[Given records]:
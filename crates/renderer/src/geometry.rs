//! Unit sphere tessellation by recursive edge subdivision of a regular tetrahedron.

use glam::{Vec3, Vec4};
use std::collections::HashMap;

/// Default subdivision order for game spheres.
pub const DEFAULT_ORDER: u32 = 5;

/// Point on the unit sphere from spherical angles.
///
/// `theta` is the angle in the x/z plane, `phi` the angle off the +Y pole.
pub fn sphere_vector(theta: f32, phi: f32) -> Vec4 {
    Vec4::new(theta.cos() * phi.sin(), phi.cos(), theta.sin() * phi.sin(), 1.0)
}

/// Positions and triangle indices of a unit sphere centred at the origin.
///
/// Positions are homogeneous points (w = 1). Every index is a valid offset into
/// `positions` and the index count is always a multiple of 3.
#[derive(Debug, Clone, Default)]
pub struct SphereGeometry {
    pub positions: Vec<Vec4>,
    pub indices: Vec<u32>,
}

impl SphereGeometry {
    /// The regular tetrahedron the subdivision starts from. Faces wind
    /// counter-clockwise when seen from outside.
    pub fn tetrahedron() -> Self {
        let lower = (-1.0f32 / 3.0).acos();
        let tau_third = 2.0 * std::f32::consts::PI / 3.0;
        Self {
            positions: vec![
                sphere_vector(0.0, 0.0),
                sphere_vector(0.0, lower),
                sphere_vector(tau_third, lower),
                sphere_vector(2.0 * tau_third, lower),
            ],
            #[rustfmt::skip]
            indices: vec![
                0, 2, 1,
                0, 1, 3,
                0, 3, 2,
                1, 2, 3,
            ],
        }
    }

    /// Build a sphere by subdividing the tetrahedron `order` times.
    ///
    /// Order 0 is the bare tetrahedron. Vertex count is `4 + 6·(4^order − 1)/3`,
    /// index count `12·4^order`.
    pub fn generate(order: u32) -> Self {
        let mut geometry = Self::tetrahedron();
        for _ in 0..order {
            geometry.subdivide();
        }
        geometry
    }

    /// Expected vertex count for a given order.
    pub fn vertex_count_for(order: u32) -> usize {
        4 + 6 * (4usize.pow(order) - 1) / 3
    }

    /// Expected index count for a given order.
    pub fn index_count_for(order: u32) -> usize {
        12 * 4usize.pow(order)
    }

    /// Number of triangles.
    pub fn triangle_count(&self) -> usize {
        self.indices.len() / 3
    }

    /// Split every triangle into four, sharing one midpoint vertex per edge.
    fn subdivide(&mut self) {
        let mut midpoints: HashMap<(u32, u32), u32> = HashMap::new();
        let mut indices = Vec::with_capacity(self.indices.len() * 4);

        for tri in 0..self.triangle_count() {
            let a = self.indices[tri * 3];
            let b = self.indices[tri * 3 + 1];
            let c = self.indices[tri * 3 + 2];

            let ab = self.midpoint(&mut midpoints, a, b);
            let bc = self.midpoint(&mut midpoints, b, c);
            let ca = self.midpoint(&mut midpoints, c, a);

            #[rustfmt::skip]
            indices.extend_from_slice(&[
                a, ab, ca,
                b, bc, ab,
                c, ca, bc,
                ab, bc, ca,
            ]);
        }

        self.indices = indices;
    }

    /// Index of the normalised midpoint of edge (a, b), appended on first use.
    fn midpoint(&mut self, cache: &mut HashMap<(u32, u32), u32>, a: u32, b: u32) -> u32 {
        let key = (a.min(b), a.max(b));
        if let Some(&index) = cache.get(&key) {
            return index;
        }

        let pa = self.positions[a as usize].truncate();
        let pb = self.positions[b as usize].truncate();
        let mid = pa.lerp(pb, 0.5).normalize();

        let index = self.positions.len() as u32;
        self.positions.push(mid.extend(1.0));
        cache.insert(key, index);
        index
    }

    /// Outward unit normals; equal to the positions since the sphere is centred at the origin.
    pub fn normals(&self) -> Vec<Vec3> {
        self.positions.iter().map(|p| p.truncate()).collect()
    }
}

[Aim of the task]:
Please tally the lines above that include the word "tetrahedron" and answer with the number by itself.

[Reply to the exercise]:
6